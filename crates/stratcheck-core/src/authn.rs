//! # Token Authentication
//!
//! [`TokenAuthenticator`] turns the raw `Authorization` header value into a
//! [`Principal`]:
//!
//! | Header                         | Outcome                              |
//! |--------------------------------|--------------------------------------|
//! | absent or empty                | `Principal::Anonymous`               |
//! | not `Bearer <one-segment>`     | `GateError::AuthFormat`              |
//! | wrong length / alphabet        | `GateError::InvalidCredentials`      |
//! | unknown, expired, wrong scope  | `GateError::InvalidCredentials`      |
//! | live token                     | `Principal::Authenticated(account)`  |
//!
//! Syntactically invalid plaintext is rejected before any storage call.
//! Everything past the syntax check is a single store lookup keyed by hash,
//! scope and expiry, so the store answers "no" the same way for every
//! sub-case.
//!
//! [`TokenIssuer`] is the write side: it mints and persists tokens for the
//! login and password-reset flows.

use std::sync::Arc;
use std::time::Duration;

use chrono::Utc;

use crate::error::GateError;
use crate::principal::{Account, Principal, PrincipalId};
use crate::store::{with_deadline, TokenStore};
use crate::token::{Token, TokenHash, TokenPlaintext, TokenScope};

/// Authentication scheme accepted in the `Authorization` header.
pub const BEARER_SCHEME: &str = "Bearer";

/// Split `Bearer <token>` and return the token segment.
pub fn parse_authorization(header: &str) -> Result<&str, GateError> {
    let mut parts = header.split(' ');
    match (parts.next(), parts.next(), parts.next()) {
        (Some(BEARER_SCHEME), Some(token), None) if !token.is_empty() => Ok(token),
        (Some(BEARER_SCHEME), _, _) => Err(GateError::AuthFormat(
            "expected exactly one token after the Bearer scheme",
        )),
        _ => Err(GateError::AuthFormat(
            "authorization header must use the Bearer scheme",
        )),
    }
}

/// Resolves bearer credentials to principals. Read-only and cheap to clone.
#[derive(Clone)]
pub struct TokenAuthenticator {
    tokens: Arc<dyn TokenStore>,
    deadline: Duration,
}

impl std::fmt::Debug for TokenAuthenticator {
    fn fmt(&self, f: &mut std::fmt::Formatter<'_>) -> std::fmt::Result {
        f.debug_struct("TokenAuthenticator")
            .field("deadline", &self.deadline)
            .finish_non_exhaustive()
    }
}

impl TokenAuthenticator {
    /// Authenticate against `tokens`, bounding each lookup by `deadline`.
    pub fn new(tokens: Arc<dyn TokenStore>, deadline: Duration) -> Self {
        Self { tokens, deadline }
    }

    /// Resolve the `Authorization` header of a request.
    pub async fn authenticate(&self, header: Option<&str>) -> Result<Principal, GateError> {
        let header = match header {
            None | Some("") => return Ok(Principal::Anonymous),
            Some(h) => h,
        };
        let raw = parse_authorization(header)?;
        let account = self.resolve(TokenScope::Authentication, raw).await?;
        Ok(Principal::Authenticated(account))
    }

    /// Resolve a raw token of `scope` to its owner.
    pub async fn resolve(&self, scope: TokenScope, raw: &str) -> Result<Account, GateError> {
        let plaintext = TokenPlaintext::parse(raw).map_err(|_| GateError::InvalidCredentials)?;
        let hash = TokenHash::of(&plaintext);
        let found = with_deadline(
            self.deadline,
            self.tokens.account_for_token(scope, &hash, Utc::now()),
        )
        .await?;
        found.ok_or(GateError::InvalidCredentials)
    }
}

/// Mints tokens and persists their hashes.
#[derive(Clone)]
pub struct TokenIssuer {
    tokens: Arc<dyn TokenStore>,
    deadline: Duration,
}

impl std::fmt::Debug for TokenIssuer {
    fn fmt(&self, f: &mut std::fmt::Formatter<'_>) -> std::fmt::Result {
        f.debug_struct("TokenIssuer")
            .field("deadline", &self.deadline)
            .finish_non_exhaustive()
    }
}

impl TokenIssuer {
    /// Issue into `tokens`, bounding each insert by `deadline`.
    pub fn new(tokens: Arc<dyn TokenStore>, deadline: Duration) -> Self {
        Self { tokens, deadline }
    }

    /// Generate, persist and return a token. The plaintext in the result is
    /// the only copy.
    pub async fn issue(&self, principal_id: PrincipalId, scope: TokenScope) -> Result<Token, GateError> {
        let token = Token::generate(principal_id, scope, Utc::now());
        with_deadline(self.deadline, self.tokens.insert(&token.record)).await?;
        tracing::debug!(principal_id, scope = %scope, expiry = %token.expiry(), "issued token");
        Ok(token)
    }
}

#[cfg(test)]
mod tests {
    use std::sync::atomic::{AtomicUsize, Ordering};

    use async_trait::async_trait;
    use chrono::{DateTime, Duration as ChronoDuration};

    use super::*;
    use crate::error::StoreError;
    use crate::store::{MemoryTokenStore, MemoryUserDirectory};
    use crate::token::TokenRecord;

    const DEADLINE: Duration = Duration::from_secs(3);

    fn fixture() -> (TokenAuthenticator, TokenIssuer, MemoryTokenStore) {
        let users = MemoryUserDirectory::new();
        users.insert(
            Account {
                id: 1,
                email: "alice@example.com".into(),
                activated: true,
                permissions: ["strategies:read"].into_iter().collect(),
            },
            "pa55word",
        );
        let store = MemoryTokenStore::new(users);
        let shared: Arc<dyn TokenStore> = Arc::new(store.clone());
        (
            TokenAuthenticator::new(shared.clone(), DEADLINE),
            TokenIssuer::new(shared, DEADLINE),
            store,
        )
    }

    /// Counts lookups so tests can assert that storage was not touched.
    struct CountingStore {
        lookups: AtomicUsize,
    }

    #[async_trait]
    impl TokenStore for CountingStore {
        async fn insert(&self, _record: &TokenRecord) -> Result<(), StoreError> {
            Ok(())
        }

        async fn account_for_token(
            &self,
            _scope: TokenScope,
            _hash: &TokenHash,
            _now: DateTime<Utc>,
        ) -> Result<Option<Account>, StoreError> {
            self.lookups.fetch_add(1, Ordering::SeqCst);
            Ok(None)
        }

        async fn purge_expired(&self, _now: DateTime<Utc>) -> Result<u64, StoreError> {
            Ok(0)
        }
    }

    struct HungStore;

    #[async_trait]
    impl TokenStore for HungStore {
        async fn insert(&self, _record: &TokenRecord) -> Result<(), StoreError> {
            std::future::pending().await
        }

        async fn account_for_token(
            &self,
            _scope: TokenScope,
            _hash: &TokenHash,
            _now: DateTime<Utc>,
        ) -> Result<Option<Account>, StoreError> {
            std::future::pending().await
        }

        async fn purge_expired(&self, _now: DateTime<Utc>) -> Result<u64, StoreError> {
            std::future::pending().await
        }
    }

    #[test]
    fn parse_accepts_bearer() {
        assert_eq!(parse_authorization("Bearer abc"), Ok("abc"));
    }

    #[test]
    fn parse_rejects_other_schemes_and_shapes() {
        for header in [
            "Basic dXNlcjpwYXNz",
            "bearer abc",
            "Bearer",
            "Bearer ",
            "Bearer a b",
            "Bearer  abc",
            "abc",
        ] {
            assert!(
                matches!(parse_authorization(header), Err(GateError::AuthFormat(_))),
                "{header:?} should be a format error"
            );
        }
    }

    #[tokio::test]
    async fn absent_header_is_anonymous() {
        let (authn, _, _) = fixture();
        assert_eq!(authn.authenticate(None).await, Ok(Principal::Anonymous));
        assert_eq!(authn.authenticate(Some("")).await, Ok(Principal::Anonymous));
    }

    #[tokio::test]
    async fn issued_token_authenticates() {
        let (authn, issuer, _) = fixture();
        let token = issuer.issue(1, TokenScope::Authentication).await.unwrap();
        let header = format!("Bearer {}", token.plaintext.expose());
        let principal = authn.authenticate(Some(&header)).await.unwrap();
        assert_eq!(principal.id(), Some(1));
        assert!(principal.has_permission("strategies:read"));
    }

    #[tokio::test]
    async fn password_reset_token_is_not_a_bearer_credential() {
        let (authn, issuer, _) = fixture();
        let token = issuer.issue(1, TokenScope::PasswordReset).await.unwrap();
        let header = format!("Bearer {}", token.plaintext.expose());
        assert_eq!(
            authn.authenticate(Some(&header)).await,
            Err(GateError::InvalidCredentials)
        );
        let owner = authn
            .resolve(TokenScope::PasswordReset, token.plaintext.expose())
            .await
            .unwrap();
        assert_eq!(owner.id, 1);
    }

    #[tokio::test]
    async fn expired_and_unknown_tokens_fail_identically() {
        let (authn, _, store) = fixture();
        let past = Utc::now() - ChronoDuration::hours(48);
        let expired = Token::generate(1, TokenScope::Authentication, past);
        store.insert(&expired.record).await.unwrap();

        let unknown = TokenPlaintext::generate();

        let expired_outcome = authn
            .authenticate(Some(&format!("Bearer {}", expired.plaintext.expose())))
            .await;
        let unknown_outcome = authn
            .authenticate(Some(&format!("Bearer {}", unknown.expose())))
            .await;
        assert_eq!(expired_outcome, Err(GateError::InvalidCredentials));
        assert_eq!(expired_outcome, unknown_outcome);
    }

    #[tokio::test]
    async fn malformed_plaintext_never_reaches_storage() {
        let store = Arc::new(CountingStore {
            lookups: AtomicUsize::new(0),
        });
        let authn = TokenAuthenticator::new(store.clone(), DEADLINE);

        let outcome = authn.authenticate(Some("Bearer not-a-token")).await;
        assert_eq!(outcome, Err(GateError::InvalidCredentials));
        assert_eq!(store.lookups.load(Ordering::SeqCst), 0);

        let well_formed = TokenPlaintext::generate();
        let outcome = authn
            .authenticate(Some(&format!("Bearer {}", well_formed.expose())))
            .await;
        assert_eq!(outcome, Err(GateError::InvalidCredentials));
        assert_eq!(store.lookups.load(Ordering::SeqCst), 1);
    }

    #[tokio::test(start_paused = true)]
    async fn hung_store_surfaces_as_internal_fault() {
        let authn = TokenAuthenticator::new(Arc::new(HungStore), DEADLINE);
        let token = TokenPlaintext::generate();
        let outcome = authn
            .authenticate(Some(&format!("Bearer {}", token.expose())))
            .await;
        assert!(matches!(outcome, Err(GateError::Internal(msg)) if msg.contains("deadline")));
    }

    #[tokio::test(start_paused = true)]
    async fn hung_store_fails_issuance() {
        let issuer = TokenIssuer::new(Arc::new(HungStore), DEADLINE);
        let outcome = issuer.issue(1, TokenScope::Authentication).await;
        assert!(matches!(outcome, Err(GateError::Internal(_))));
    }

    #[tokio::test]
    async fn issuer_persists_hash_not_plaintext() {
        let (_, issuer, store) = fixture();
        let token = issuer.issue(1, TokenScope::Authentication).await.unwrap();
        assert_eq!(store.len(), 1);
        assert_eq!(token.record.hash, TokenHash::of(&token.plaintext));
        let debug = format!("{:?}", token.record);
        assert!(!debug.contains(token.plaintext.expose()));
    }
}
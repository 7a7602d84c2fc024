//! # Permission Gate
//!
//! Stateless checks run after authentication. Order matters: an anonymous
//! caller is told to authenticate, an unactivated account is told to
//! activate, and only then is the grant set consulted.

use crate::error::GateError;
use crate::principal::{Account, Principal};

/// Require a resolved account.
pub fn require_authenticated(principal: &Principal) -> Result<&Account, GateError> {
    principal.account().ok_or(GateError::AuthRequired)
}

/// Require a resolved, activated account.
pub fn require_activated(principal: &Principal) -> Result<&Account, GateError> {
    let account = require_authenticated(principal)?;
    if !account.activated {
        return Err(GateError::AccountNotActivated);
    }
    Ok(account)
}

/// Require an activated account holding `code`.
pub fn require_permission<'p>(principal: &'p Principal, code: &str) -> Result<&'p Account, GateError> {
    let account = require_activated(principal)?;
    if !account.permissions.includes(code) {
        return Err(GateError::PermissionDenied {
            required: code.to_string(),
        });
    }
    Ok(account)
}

---*---

Locate and copy each line in the data above that includes the word "CountingStore".

EXERCISE RESPONSE
    struct CountingStore {
    impl TokenStore for CountingStore {
        let store = Arc::new(CountingStore {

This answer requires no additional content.